//! Server-Sent Events (SSE) utilities
//!
//! Turns an [`EventBus`] subscription into an axum SSE response. Shared by
//! the player and the stream daemon `/events` endpoints.
//!
//! SSE connections never end on their own, so each stream is tied to a
//! shutdown future; a server's graceful shutdown waits for open responses.

use crate::events::{DreamsEvent, EventBus};
use axum::response::sse::{Event, KeepAlive, Sse};
use futures::stream::{self, Stream, StreamExt};
use std::convert::Infallible;
use std::future::Future;
use std::sync::Arc;
use std::time::Duration;
use tokio::sync::watch;
use tokio_stream::wrappers::BroadcastStream;
use tracing::{debug, info, warn};

/// Keep-alive interval for idle SSE connections
pub const KEEP_ALIVE_INTERVAL: Duration = Duration::from_secs(15);

/// Render one event as an SSE frame (`event:` = type, `data:` = JSON)
pub fn to_sse_event(event: &DreamsEvent) -> Option<Event> {
    match serde_json::to_string(event) {
        Ok(json) => Some(Event::default().event(event.event_type()).data(json)),
        Err(e) => {
            warn!("Failed to serialize event: {}", e);
            None
        }
    }
}

/// Shutdown flag shared by a server and its long-lived responses
#[derive(Debug, Clone)]
pub struct CloseSignal {
    closing: Arc<watch::Sender<bool>>,
}

impl Default for CloseSignal {
    fn default() -> Self {
        Self::new()
    }
}

impl CloseSignal {
    pub fn new() -> Self {
        Self {
            closing: Arc::new(watch::channel(false).0),
        }
    }

    /// Ask every response waiting on this signal to end
    pub fn close(&self) {
        self.closing.send_replace(true);
    }

    pub fn is_closed(&self) -> bool {
        *self.closing.borrow()
    }

    /// Resolves once `close` has been called, including before this call
    pub fn closed(&self) -> impl Future<Output = ()> + Send + 'static {
        let mut rx = self.closing.subscribe();
        async move {
            let _ = rx.wait_for(|closing| *closing).await;
        }
    }
}

/// SSE response streaming every event published on `bus` until `shutdown`
/// resolves
///
/// Starts with a `ConnectionStatus: connected` frame. Lagged subscribers skip
/// the events they missed.
pub fn event_stream(
    bus: &EventBus,
    service_name: &'static str,
    shutdown: impl Future<Output = ()> + Send + 'static,
) -> Sse<impl Stream<Item = Result<Event, Infallible>>> {
    info!("New SSE client connected to {} events", service_name);

    let connected = stream::once(async {
        Ok::<_, Infallible>(Event::default().event("ConnectionStatus").data("connected"))
    });

    let events = BroadcastStream::new(bus.subscribe()).filter_map(|result| async move {
        match result {
            Ok(event) => {
                debug!("Broadcasting SSE event: {}", event.event_type());
                to_sse_event(&event).map(Ok)
            }
            Err(e) => {
                // Lagged receiver
                warn!("SSE stream error: {:?}", e);
                None
            }
        }
    });

    Sse::new(connected.chain(events).take_until(shutdown)).keep_alive(
        KeepAlive::new()
            .interval(KEEP_ALIVE_INTERVAL)
            .text("keep-alive"),
    )
}
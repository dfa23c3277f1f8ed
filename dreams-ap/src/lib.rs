//! # Dreams Audio Player Library (dreams-ap)
//!
//! Plays the endless chord stream on a local audio device.
//!
//! **Architecture:** the [`scheduler::Scheduler`] sequences clips picked by
//! the weighted selector and drives a two-slot [`audio::SlotMixer`]
//! (symphonia decode, rubato resample, cpal output). An axum API exposes
//! start/stop, status, volume and an SSE event stream.

pub mod api;
pub mod audio;
pub mod error;
pub mod scheduler;

pub use error::{Error, Result};
pub use scheduler::{Mixer, Scheduler, SchedulerEvent, SchedulerStatus, SlotIndex};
※ ※ ※
_Work instructions_
Scan the listing and report each line where the word "warn" shows up.

_Completed exercise_
use tracing::{debug, info, warn};
            warn!("Failed to serialize event: {}", e);
                warn!("SSE stream error: {:?}", e);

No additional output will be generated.